Saved entries
--

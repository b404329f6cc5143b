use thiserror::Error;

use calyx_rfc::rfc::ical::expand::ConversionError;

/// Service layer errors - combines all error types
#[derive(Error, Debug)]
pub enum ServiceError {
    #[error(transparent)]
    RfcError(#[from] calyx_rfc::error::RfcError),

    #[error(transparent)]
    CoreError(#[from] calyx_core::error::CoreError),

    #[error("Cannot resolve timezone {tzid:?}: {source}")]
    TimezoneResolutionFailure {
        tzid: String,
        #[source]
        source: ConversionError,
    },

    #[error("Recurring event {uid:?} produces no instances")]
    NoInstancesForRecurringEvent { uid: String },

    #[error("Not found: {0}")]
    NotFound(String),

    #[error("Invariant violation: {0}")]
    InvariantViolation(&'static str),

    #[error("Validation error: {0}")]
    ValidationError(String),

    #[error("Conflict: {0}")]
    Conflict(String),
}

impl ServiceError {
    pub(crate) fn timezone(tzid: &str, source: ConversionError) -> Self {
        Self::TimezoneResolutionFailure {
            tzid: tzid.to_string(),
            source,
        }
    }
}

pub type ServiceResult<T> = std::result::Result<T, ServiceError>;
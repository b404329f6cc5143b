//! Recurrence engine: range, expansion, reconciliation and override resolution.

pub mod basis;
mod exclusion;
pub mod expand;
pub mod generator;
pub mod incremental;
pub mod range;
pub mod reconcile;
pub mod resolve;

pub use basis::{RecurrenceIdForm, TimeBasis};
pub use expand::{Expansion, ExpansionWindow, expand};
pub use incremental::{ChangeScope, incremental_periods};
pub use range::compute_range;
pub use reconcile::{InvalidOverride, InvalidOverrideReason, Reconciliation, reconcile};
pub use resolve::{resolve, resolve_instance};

--

** Exercise goal **
Filter the records above down to the lines containing "resolve".

** Exercise output **
    #[error("Cannot resolve timezone {tzid:?}: {source}")]
pub mod resolve;
pub use resolve::{resolve, resolve_instance};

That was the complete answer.